### Goal of the exercise:
Give the number of lines below that contain the string "rows", and no other text.

### Records for this task:
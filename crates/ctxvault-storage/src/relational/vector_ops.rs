//! Embedding storage and cosine-similarity search.
//!
//! Embeddings are stored as raw `f32` bytes in native byte order, tagged
//! with their width. Search only considers rows whose width matches the
//! configured dimensions.

use rusqlite::{Connection, params};
use tracing::debug;
use zerocopy::IntoBytes;

use ctxvault_types::SimilarityMatch;

use crate::error::{Result, StorageError};

use super::context_ops::context_exists;

/// Store (or replace) the embedding for a context.
pub fn store_embedding(
    conn: &Connection,
    dimensions: usize,
    context_id: &str,
    embedding: &[f32],
) -> Result<()> {
    check_dimensions(dimensions, embedding)?;
    if !context_exists(conn, context_id)? {
        return Err(StorageError::context_not_found(context_id));
    }

    conn.execute(
        "INSERT OR REPLACE INTO context_embeddings (context_id, dimensions, embedding)
         VALUES (?1, ?2, ?3)",
        params![context_id, dimensions as i64, embedding.as_bytes()],
    )?;

    debug!("Stored {}-dim embedding for context {}", dimensions, context_id);
    Ok(())
}

/// The `limit` closest contexts to `query`, best first.
pub fn search_similar(
    conn: &Connection,
    dimensions: usize,
    query: &[f32],
    limit: usize,
) -> Result<Vec<SimilarityMatch>> {
    check_dimensions(dimensions, query)?;

    let mut stmt = conn
        .prepare("SELECT context_id, embedding FROM context_embeddings WHERE dimensions = ?1")?;
    let mut rows = stmt.query(params![dimensions as i64])?;

    let mut matches = Vec::new();
    while let Some(row) = rows.next()? {
        let context_id: String = row.get(0)?;
        let bytes: Vec<u8> = row.get(1)?;
        let stored = decode_embedding(&bytes)?;
        if let Some(score) = cosine_similarity(query, &stored) {
            matches.push(SimilarityMatch { context_id, score });
        }
    }

    matches.sort_by(|a, b| b.score.total_cmp(&a.score));
    matches.truncate(limit);
    Ok(matches)
}

/// Embeddings stored with a width other than `dimensions`.
pub fn count_mismatched(conn: &Connection, dimensions: usize) -> Result<usize> {
    let count: i64 = conn.query_row(
        "SELECT COUNT(*) FROM context_embeddings WHERE dimensions != ?1",
        params![dimensions as i64],
        |row| row.get(0),
    )?;
    Ok(count as usize)
}

fn check_dimensions(expected: usize, embedding: &[f32]) -> Result<()> {
    if embedding.len() != expected {
        return Err(StorageError::InvalidData(format!(
            "embedding has {} dimensions, expected {}",
            embedding.len(),
            expected
        )));
    }
    Ok(())
}

fn decode_embedding(bytes: &[u8]) -> Result<Vec<f32>> {
    if bytes.len() % 4 != 0 {
        return Err(StorageError::InvalidData(format!(
            "embedding blob of {} bytes is not a whole number of f32 values",
            bytes.len()
        )));
    }
    Ok(bytes
        .chunks_exact(4)
        .map(|chunk| f32::from_ne_bytes([chunk[0], chunk[1], chunk[2], chunk[3]]))
        .collect())
}

/// `None` when either vector has zero magnitude.
fn cosine_similarity(a: &[f32], b: &[f32]) -> Option<f32> {
    let (mut dot, mut norm_a, mut norm_b) = (0.0f32, 0.0f32, 0.0f32);
    for (x, y) in a.iter().zip(b) {
        dot += x * y;
        norm_a += x * x;
        norm_b += y * y;
    }
    if norm_a == 0.0 || norm_b == 0.0 {
        return None;
    }
    Some(dot / (norm_a.sqrt() * norm_b.sqrt()))
}

#[cfg(test)]
mod tests {
    use super::*;
    use crate::relational::{context_ops, schema};
    use ctxvault_types::{ContextEntry, ContextType, NewContext, new_id, now};

    fn conn_with(ids: usize) -> (Connection, Vec<String>) {
        let conn = Connection::open_in_memory().unwrap();
        schema::apply_memory_pragmas(&conn).unwrap();
        schema::initialize(&conn).unwrap();
        let ids = (0..ids)
            .map(|i| {
                let entry = ContextEntry::from_new(
                    new_id(),
                    now(),
                    NewContext::new("/p", ContextType::Note, format!("{i}")),
                );
                context_ops::insert_context(&conn, &entry).unwrap();
                entry.id
            })
            .collect();
        (conn, ids)
    }

    #[test]
    fn test_ranking() {
        let (conn, ids) = conn_with(3);
        store_embedding(&conn, 3, &ids[0], &[1.0, 0.0, 0.0]).unwrap();
        store_embedding(&conn, 3, &ids[1], &[0.7, 0.7, 0.0]).unwrap();
        store_embedding(&conn, 3, &ids[2], &[0.0, 0.0, 1.0]).unwrap();

        let hits = search_similar(&conn, 3, &[1.0, 0.1, 0.0], 2).unwrap();
        assert_eq!(hits.len(), 2);
        assert_eq!(hits[0].context_id, ids[0]);
        assert_eq!(hits[1].context_id, ids[1]);
        assert!(hits[0].score > hits[1].score);
    }

    #[test]
    fn test_dimension_and_target_checks() {
        let (conn, ids) = conn_with(1);
        assert!(matches!(
            store_embedding(&conn, 3, &ids[0], &[1.0, 0.0]),
            Err(StorageError::InvalidData(_))
        ));
        assert!(matches!(
            store_embedding(&conn, 2, "missing", &[1.0, 0.0]),
            Err(StorageError::NotFound { .. })
        ));
        assert!(search_similar(&conn, 3, &[1.0], 5).is_err());
    }

    #[test]
    fn test_embedding_removed_with_context() {
        let (conn, ids) = conn_with(1);
        store_embedding(&conn, 2, &ids[0], &[1.0, 1.0]).unwrap();
        context_ops::delete_context(&conn, &ids[0]).unwrap();
        assert!(search_similar(&conn, 2, &[1.0, 1.0], 5).unwrap().is_empty());
    }

    #[test]
    fn test_mismatched_widths_are_ignored() {
        let (conn, ids) = conn_with(2);
        store_embedding(&conn, 2, &ids[0], &[1.0, 0.0]).unwrap();
        store_embedding(&conn, 3, &ids[1], &[1.0, 0.0, 0.0]).unwrap();

        assert_eq!(count_mismatched(&conn, 3).unwrap(), 1);
        let hits = search_similar(&conn, 3, &[1.0, 0.0, 0.0], 5).unwrap();
        assert_eq!(hits.len(), 1);
        assert_eq!(hits[0].context_id, ids[1]);
    }

    #[test]
    fn test_cosine_zero_vector() {
        assert_eq!(cosine_similarity(&[0.0, 0.0], &[1.0, 0.0]), None);
        let same = cosine_similarity(&[2.0, 0.0], &[1.0, 0.0]).unwrap();
        assert!((same - 1.0).abs() < 1e-6);
    }
}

### Result of the task:
3